One way to do it is to write our own wrapper function which does the conversion and feeds it to StreamPlot. Thereby we have the convenience of a selfcontained function without the hassle of having to do the conversion manually every time. We can convert our field

field =  3/(4r^4) (3Cos[\[Theta]]^2-1) OverHat[r]
       + 3/(4r^4) Sin[2\[Theta]] OverHat[\[Theta]]

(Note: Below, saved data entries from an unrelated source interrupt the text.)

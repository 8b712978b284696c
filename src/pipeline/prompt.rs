use crate::summarization::SummarizationRequest;

/// System-role framing sent with every summarization request.
pub const SYSTEM_PROMPT: &str = "You are a helpful legal assistant.";

/// Instruction placed ahead of the extracted document text.
pub const INSTRUCTION: &str = "You are a legal assistant. Summarize the following legal document and extract key clauses, dates, parties involved, and obligations:";

/// Embed extracted text into the fixed instruction template.
pub fn build_summary_request(extracted_text: &str) -> SummarizationRequest {
    SummarizationRequest {
        system: SYSTEM_PROMPT.to_string(),
        prompt: format!("{INSTRUCTION}\n\n{extracted_text}"),
    }
}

to cartesian form by preparing a set of conversion rules from polar to cartesian coordinates

tocartesian = {OverHat[r] -> x/r OverHat[x] + y/r OverHat[y],
               OverHat[\[Theta]] -> -(y/Sqrt[x^2+y^2]) OverHat[x]+x/Sqrt[x^2+y^2] OverHat[y],
               r -> Sqrt[x^2+y^2],
               \[Theta] -> ArcTan[x,y] };

and a rule to make this into a list afterwards

cartesianlist = (a_ OverHat[x] + b_ OverHat[y]) -> {a, b};

Then we can let Mathematica repeatedly apply (//.) our tocartesian rule to eliminate all occurences of r and then let FullSimplify help us to eliminate the trigonometric functions. At last we use cartesianlist to switch to list form:

cartesianfield = FullSimplify[field //. tocartesian] /. cartesianlist

For convenient usage we define our own PolarStreamPlot function

PolarStreamPlot[{rfield_,thetafield_}, opts___] := Module[
  {tocartesian,cartesianlist,field,cartesianfield},
  tocartesian={OverHat[r]->x/r OverHat[x]+y/r OverHat[y],
               OverHat[\[Theta]]->-(y/Sqrt[x^2+y^2])OverHat[x]
                                        + x/Sqrt[x^2+y^2] OverHat[y],
               r->Sqrt[x^2+y^2], \[Theta]->ArcTan[x,y]};
  cartesianlist=(a_ OverHat[x] + b_ OverHat[y])->{a,b};
  field = rfield OverHat[r] + thetafield OverHat[\[Theta]];
  cartesianfield = FullSimplify[field//.tocartesian]/.cartesianlist;
  StreamPlot[cartesianfield, opts]
]

and now we can feed it our original $r$-$\theta$ field definition directly

PolarStreamPlot[
  {3/(4r^4) (3Cos[\[Theta]]^2-1),
   3/(4r^4) Sin[2\[Theta]]},
  {x, -3, 3}, {y, -3, 3}
]

Answer 3

Update - A straightforward alternative

Just to put my comment into code in at least one answer: For V9+,

field = {3/(4 r^4) (3 Cos[θ]^2 - 1), 3/(4 r^4) Sin[2 θ]};
StreamPlot[Evaluate@TransformedField["Polar" -> "Cartesian", 
   field, {r, θ} -> {x, y}], {x, -3, 3}, {y, -3, 3}]
(*  image as above  *)

---

Original approach

Here is an approach I have been taking with my differential equations class. It shows some of the versatility of the Dt operator and we can break the process down into elementary mathematical steps, instead of using TransformedField as a black box, although using Dt to handle the calculus. We can represent $\mathbf{\hat{r}}$ and $\boldsymbol{\hat{\theta}}$ by Dt[r] and r Dt[θ]. Then straight substitutions may be used. In the end we can convert to a vector field by replacing Dt[x], Dt[y] by {1, 0}, {0, 1} respectively.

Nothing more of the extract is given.